Para Chartier, a abordagem feita por Foucault demonstra a existência da “função-autor” já na Idade Média, contestando o surgimento desta a partir da Idade Moderna.

As lacunas historiográficas existentes na investigação foucaultiana, contribuíram para que Chartier repensasse as relações da autoria literária com as produções científicas, o fazendo a partir de “reflexões soltas e exemplos derivados” de investigações anteriores sobre a história da autoria. (p.45)

Chartier critica o recorte temporal utilizado por Foucault para o surgimento da “função-autor”, onde em longa e densa análise se serve do exemplo do caso dos livreiros-editores de Londres, que desde 1557, detinham o monopólio para obtenção de copyright.

Sob a ótica de Chartier, a autoria na atualidade se reveste de três elementos fundamentais, a saber: as bibliografias figurativas representadas pelas múltiplas assinaturas num único artigo das quais participam autores de função administrativa; a supremacia da proteção jurídica dos resultados científicos sobre a proteção intelectual; e o acesso ao resultado científico onde a tecnologia digital favorece a divulgação científica, que em contrapartida, funciona como controladora do acesso aos resultados científicos, face ao alto preço das assinaturas das revistas eletrônicas. Em resumo, se a comunicação científica é gratuita, o aparato não o é.

Chartier tece uma crítica às revistas eletrônicas que, embora garantam rápido acesso ao seu conteúdo, o meio eletrônico as transforma em um banco de dados, no qual ela se apresenta como um fragmento, retirando do leitor a possibilidade de compreendê-las e decifrá-las no seu todo, o que não ocorre com a revista impressa, que permite visão mais ampla.
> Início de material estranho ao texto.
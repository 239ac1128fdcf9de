#[derive(Debug, thiserror::Error)]
pub enum CoreError {
    #[error("Entity not found: {entity} with id {id}")]
    NotFound { entity: &'static str, id: String },

    #[error("Validation failed: {0}")]
    Validation(String),

    #[error("Conflict: {0}")]
    Conflict(String),

    #[error("Forbidden: {0}")]
    Forbidden(String),

    #[error("Internal error: {0}")]
    Internal(String),
}

impl CoreError {
    /// Shorthand for a [`CoreError::NotFound`] keyed by anything displayable
    /// (a UUID, a username, a `bid/version` pair).
    pub fn not_found(entity: &'static str, id: impl std::fmt::Display) -> Self {
        CoreError::NotFound {
            entity,
            id: id.to_string(),
        }
    }
}
//! Route definitions for the `/tenders` resource.

use axum::routing::{get, patch, post, put};
use axum::Router;

use crate::handlers::tender;
use crate::state::AppState;

/// Routes mounted at `/tenders`.
///
/// ```text
/// GET    /                          -> list
/// POST   /new                       -> create
/// GET    /my                        -> list_mine
/// GET    /{id}/status               -> get_status
/// PUT    /{id}/status               -> set_status
/// PATCH  /{id}/edit                 -> edit
/// PUT    /{id}/rollback/{version}   -> rollback
/// ```
pub fn router() -> Router<AppState> {
    Router::new()
        .route("/", get(tender::list))
        .route("/new", post(tender::create))
        .route("/my", get(tender::list_mine))
        .route("/{id}/status", get(tender::get_status).put(tender::set_status))
        .route("/{id}/edit", patch(tender::edit))
        .route("/{id}/rollback/{version}", put(tender::rollback))
}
No penúltimo capítulo, entrevista com Chartier, foi abordada a segunda temática proposta no livro: história cultural da ciência. A história da ciência em sua perspectiva cultural é abordada pelo autor a partir de sua trajetória intelectual, que inclui o papel assumido por cerca de dez anos (1989 e 1998) como Diretor do Centre Alexandre Koyré - Histoire des Sciences et des Techniques, localizado em Paris. Este centro de história da ciência é parceiro da École des Hautes Études en Sciences Sociales e do Centre National de la Recherche Scientifique (CNRS). As atividades desenvolvidas junto ao Centre Alexandre Koyré, nas palavras de Heloisa Bertol, facilitaram a Chartier, a compatibilização entre a “história tout court com a história da ciência, tradicionalmente vistas como irreconciliáveis, tanto pelos historiadores, quanto pelos historiadores das ciências”. (p.7)

Na entrevista, Chartier pondera a sua dificuldade inicial em assumir o cargo ao fundamento de que “jamais escrevera ou publicara trabalhos estritamente de história das ciências” (p.81), e na sequência, avalia as duas tradições, que em seu entendimento predominavam na frança naquele momento: a “tradição estritamente histórica”, voltada para a história das instituições, biografias e história dos pensadores com o objetivo de sistematizar textos científicos; e a tradição da “epistemologia das ciências”. Esta segunda, de acordo com Chartier, além de diferir completamente da epistemologia histórica por seus discursos, objetos e conceitos, ela, ao final da década de 80, ainda não estava instalada no Centro Koyré. (p.82)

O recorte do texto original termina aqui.